What a beautiful shell!


----------



## terryo (Oct 6, 2010)

Well, you certainly did something right. He's gorgeous.


----------



## Candy (Oct 6, 2010)

What a cool name.


----------



## hali (Oct 6, 2010)

great pic


----------



## DonaTello's-Mom (Oct 6, 2010)

What a beauty you have. Thanks for sharing your pic with us!


----------



## mytjj (Oct 31, 2010)

terryo said:


> Well, you certainly did something right. He's gorgeous.



thanks


----------



## welly (Nov 1, 2010)

awesome! the line are so bright!


----------



## mytjj (Nov 2, 2010)

DonaTello said:


> What a beauty you have. Thanks for sharing your pic with us!

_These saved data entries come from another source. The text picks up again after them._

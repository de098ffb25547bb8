//! Task lifecycle: creation, claim-and-return reminder selection, the
//! terminal praise/scold transition, the response side-channel, and daily
//! rollover.
//!
//! Claims are single conditional statements. A sweep only acts on rows the
//! statement actually changed, so two overlapping sweeps can never both own
//! the same task.

use super::Store;
use minder_core::error::MinderError;
use uuid::Uuid;

/// A task row as read by the sweeps and the list operation.
#[derive(Debug, Clone, sqlx::FromRow)]
pub struct TaskRow {
    pub id: String,
    pub chat_id: String,
    pub local_date: String,
    pub time_minutes: i64,
    pub name: String,
    pub reminder_sent: bool,
    pub user_response: Option<String>,
    pub praised: bool,
    pub scolded: bool,
}

const TASK_COLUMNS: &str = "id, chat_id, local_date, time_minutes, name, \
     reminder_sent, user_response, praised, scolded";

impl Store {
    /// Create a task for a user's local date at minutes-since-midnight.
    pub async fn create_task(
        &self,
        chat_id: &str,
        local_date: &str,
        time_minutes: u32,
        name: &str,
    ) -> Result<String, MinderError> {
        let id = Uuid::new_v4().to_string();
        sqlx::query(
            "INSERT INTO tasks (id, chat_id, local_date, time_minutes, name) \
             VALUES (?, ?, ?, ?, ?)",
        )
        .bind(&id)
        .bind(chat_id)
        .bind(local_date)
        .bind(time_minutes as i64)
        .bind(name)
        .execute(&self.pool)
        .await
        .map_err(|e| MinderError::Store(format!("create task failed: {e}")))?;
        Ok(id)
    }

    /// Claim due-but-unreminded tasks inside the look-ahead window.
    ///
    /// Marks `reminder_sent` and returns only the rows this statement
    /// actually flipped — the claim-and-return pattern. A task claimed by an
    /// overlapping sweep is absent from the result set.
    pub async fn claim_due_reminders(
        &self,
        chat_id: &str,
        local_date: &str,
        from_minute: u32,
        to_minute: u32,
    ) -> Result<Vec<(String, String, i64)>, MinderError> {
        // Returns: (id, name, time_minutes)
        let rows: Vec<(String, String, i64)> = sqlx::query_as(
            "UPDATE tasks SET reminder_sent = 1 \
             WHERE chat_id = ? AND local_date = ? AND reminder_sent = 0 \
               AND time_minutes BETWEEN ? AND ? \
             RETURNING id, name, time_minutes",
        )
        .bind(chat_id)
        .bind(local_date)
        .bind(from_minute as i64)
        .bind(to_minute as i64)
        .fetch_all(&self.pool)
        .await
        .map_err(|e| MinderError::Store(format!("claim reminders failed: {e}")))?;
        Ok(rows)
    }

    /// Reminded, non-terminal tasks whose scheduled time sits inside the
    /// look-back window. Read-only: the exclusive claim happens in
    /// `claim_terminal` per task.
    pub async fn feedback_candidates(
        &self,
        chat_id: &str,
        local_date: &str,
        from_minute: u32,
        to_minute: u32,
    ) -> Result<Vec<TaskRow>, MinderError> {
        let sql = format!(
            "SELECT {TASK_COLUMNS} FROM tasks \
             WHERE chat_id = ? AND local_date = ? \
               AND reminder_sent = 1 AND praised = 0 AND scolded = 0 \
               AND time_minutes BETWEEN ? AND ? \
             ORDER BY time_minutes ASC"
        );
        sqlx::query_as::<_, TaskRow>(&sql)
            .bind(chat_id)
            .bind(local_date)
            .bind(from_minute as i64)
            .bind(to_minute as i64)
            .fetch_all(&self.pool)
            .await
            .map_err(|e| MinderError::Store(format!("feedback candidates failed: {e}")))
    }

    /// Claim the terminal transition for a task.
    ///
    /// Sets `praised` or `scolded` only while both flags are still clear;
    /// returns whether this caller won the claim. Praised and scolded are
    /// mutually exclusive by construction, and a terminal task never matches
    /// again until rollover.
    pub async fn claim_terminal(&self, task_id: &str, praised: bool) -> Result<bool, MinderError> {
        let column = if praised { "praised" } else { "scolded" };
        let sql = format!(
            "UPDATE tasks SET {column} = 1 \
             WHERE id = ? AND praised = 0 AND scolded = 0 AND reminder_sent = 1"
        );
        let result = sqlx::query(&sql)
            .bind(task_id)
            .execute(&self.pool)
            .await
            .map_err(|e| MinderError::Store(format!("terminal claim failed: {e}")))?;
        Ok(result.rows_affected() > 0)
    }

    /// Record the user's "doing …" reply against the latest reminded,
    /// non-terminal, not-yet-responded task of the day.
    ///
    /// At most one response per task per day (`user_response IS NULL` guard).
    /// Returns the matched task's name, or `None` when nothing is pending.
    pub async fn record_response(
        &self,
        chat_id: &str,
        local_date: &str,
        response: &str,
    ) -> Result<Option<String>, MinderError> {
        let row: Option<(String,)> = sqlx::query_as(
            "UPDATE tasks SET user_response = ?, responded_at = datetime('now') \
             WHERE id = (SELECT id FROM tasks \
                         WHERE chat_id = ? AND local_date = ? \
                           AND reminder_sent = 1 AND praised = 0 AND scolded = 0 \
                           AND user_response IS NULL \
                         ORDER BY time_minutes DESC LIMIT 1) \
             RETURNING name",
        )
        .bind(response)
        .bind(chat_id)
        .bind(local_date)
        .fetch_optional(&self.pool)
        .await
        .map_err(|e| MinderError::Store(format!("record response failed: {e}")))?;
        Ok(row.map(|(name,)| name))
    }

    /// All tasks for a user's local date, schedule order.
    pub async fn tasks_for_date(
        &self,
        chat_id: &str,
        local_date: &str,
    ) -> Result<Vec<TaskRow>, MinderError> {
        let sql = format!(
            "SELECT {TASK_COLUMNS} FROM tasks \
             WHERE chat_id = ? AND local_date = ? ORDER BY time_minutes ASC"
        );
        sqlx::query_as::<_, TaskRow>(&sql)
            .bind(chat_id)
            .bind(local_date)
            .fetch_all(&self.pool)
            .await
            .map_err(|e| MinderError::Store(format!("list tasks failed: {e}")))
    }

    /// (planned, completed) counts for a user's local date.
    pub async fn day_counts(
        &self,
        chat_id: &str,
        local_date: &str,
    ) -> Result<(i64, i64), MinderError> {
        let (planned, completed): (i64, i64) = sqlx::query_as(
            "SELECT COUNT(*), COALESCE(SUM(praised), 0) FROM tasks \
             WHERE chat_id = ? AND local_date = ?",
        )
        .bind(chat_id)
        .bind(local_date)
        .fetch_one(&self.pool)
        .await
        .map_err(|e| MinderError::Store(format!("day counts failed: {e}")))?;
        Ok((planned, completed))
    }

    /// Archive-in-place: reset all lifecycle fields on tasks dated strictly
    /// before the user's current local date. Idempotent — already-reset rows
    /// do not match the predicate. Returns the number of rows reset.
    pub async fn rollover_before(
        &self,
        chat_id: &str,
        local_date: &str,
    ) -> Result<u64, MinderError> {
        let result = sqlx::query(
            "UPDATE tasks SET reminder_sent = 0, praised = 0, scolded = 0, \
                 user_response = NULL, responded_at = NULL \
             WHERE chat_id = ? AND local_date < ? \
               AND (reminder_sent = 1 OR praised = 1 OR scolded = 1 \
                    OR user_response IS NOT NULL)",
        )
        .bind(chat_id)
        .bind(local_date)
        .execute(&self.pool)
        .await
        .map_err(|e| MinderError::Store(format!("rollover failed: {e}")))?;
        Ok(result.rows_affected())
    }
}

thanks all, add a new home shot


----------



## spengleri (Nov 3, 2010)

Nice looking spider tortoise. Looking at your enclosure photos, it seems the substrate is not deep enough and is too dry. For spiders, you need deep substrate (so the tortoise can fully bury) and you need to keep the humidity up around 70% and the heat at about 75 in the cool end and 100 under the heat lamp. Spider tortoises burrow, if you don't allow them to do this they burn up far too much energy wandering the enclosure and do not retain appropriate humidity. Spider tortoises stay hidden for most of the day, or sometimes for many days in a row. You should not force them to stay exposed, it is not natural. You may not see them much, but they will be much happier and healthier. 

The best substrates are cypress mulch and sphagnum moss mix, about 3 to 4 inches deep. Never use cedar or pine mulch, they can harm the tortoise (not sure, but the bark in your tank looks like pine). Sorry, not trying to sound pushy, but just want the best for your pretty little tortoise, and to ensure it lives for many decades to come


----------



## Yvonne G (Dec 12, 2010)

spengleri said:


> Nice looking spider tortoise. Looking at your enclosure photos, it seems the substrate is not deep enough and is too dry. For spiders, you need deep substrate (so the tortoise can fully bury) and you need to keep the humidity up around 70% and the heat at about 75 in the cool end and 100 under the heat lamp. Spider tortoises burrow, if you don't allow them to do this they burn up far too much energy wandering the enclosure and do not retain appropriate humidity. Spider tortoises stay hidden for most of the day, or sometimes for many days in a row. You should not force them to stay exposed, it is not natural. You may not see them much, but they will be much happier and healthier.
> 
> The best substrates are cypress mulch and sphagnum moss mix, about 3 to 4 inches deep. Never use cedar or pine mulch, they can harm the tortoise (not sure, but the bark in your tank looks like pine). Sorry, not trying to sound pushy, but just want the best for your pretty little tortoise, and to ensure it lives for many decades to come



Hi Spengleri:

I hope the OP will excuse this slightly off topic post:

Welcome to the forum!! May we know your name and where you're from?


----------



## Tom (Dec 12, 2010)

He's up and moving in your pics. Are you sure these photos weren't "staged". 

Haha. Just kidding. Very nice pics.


----------



## abra (Dec 12, 2010)

Gorgeous tort


----------



## ALDABRAMAN (Dec 12, 2010)

Outstanding.


----------



## gummybearpoop (Dec 13, 2010)

Nice spider...I am always tempted to get some.


----------



## SILVERSTAR (Dec 13, 2010)

Is it true,does he have the personality of a rock?


----------



## Neal (Dec 13, 2010)

Yikes, there's another tortoise to add on the 'someday' list....that thing is getting pretty long now. GREAT looking tortoise!


----------